The true 'dyed-in-the-wool' (or smeared-in-the-mud) potholer of the North prefers the vertical shaft where either a winch with a petrol engine raises and lowers a bosun’s chair, or long lengths of rope-ladder are belayed and the climber goes down with a lifeline tied on for safety. The Southerner believes that all he does when he reaches the bottom is to come up again, roll up his ladders and depart. The Northerner in his turn believes that the caver is one who walks through level and unexciting passages. He has some reason to look upon caves as providing sport for novices, because, while the Yorkshire pots are often extremely difficult and dangerous, most of the caves are very easy. Because they are quite near the surface, and the strata are not twisted, the thrills and exciting variety of Mendip and Welsh caves are often lacking The truth is that potholing and caving are both exciting sports in different ways; and in both North and South there are caves which have potholes, and potholes which lead into caves.

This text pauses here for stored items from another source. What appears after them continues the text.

//! Secret sources for the connection string: AWS Secrets Manager, or a fixed value.

use async_trait::async_trait;
use aws_config::{BehaviorVersion, Region, SdkConfig};
use aws_credential_types::provider::ProvideCredentials;
use aws_sdk_secretsmanager::Client;
use std::collections::HashMap;

use crate::error::SecretError;

#[async_trait]
pub trait SecretSource: Send + Sync {
    /// Fetches the string value of secret `name`.
    async fn fetch_secret(&self, name: &str) -> Result<String, SecretError>;
}

/// Secrets Manager client. The credential provider is resolved once when the SDK
/// config is built and cached by the SDK for the life of the client.
#[derive(Clone, Debug)]
pub struct SecretsManagerSource {
    client: Client,
}

impl SecretsManagerSource {
    pub fn from_conf(conf: &SdkConfig) -> Self {
        SecretsManagerSource {
            client: Client::new(conf),
        }
    }

    /// Ambient identity: region and credentials from the standard AWS environment
    /// (env vars, profile, web identity, instance metadata).
    pub async fn from_env(endpoint_url: Option<&str>) -> Self {
        let mut loader = aws_config::defaults(BehaviorVersion::latest());
        if let Some(url) = endpoint_url {
            loader = loader.endpoint_url(url);
        }
        Self::from_conf(&loader.load().await)
    }

    /// Explicit identity: an injected credential provider for a fixed region.
    pub async fn with_credentials(
        region: impl Into<String>,
        credentials: impl ProvideCredentials + 'static,
        endpoint_url: Option<&str>,
    ) -> Self {
        let mut loader = aws_config::defaults(BehaviorVersion::latest())
            .region(Region::new(region.into()))
            .credentials_provider(credentials);
        if let Some(url) = endpoint_url {
            loader = loader.endpoint_url(url);
        }
        Self::from_conf(&loader.load().await)
    }
}

#[async_trait]
impl SecretSource for SecretsManagerSource {
    async fn fetch_secret(&self, name: &str) -> Result<String, SecretError> {
        let out = self
            .client
            .get_secret_value()
            .secret_id(name)
            .send()
            .await
            .map_err(|e| SecretError::Fetch {
                name: name.to_string(),
                source: Box::new(e),
            })?;
        match out.secret_string() {
            Some(s) if !s.is_empty() => Ok(s.to_string()),
            _ => Err(SecretError::Empty(name.to_string())),
        }
    }
}

/// Fixed secrets, for tests and local setups without a secret store.
#[derive(Clone, Debug, Default)]
pub struct StaticSecretSource {
    values: HashMap<String, String>,
}

impl StaticSecretSource {
    pub fn new() -> Self {
        Self::default()
    }

    pub fn with(mut self, name: impl Into<String>, value: impl Into<String>) -> Self {
        self.values.insert(name.into(), value.into());
        self
    }
}

#[async_trait]
impl SecretSource for StaticSecretSource {
    async fn fetch_secret(&self, name: &str) -> Result<String, SecretError> {
        match self.values.get(name) {
            Some(v) if !v.is_empty() => Ok(v.clone()),
            Some(_) => Err(SecretError::Empty(name.to_string())),
            None => Err(SecretError::NotFound(name.to_string())),
        }
    }
}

Here's this evening's cave.

Lower down the Nidd valley, is cave F, a show cave, the owner of which is himself a potholer. Only portions are shown to the visitor, but the whole one and a half miles are open to organised club visits, and an extensive new series of passages has just been discovered. There is a famous narrow passage where the caver who is wriggling through hears a hammering sound in the rock, and finds afterwards that it was only the beating of his heart, to which the rock acted as a sounding board.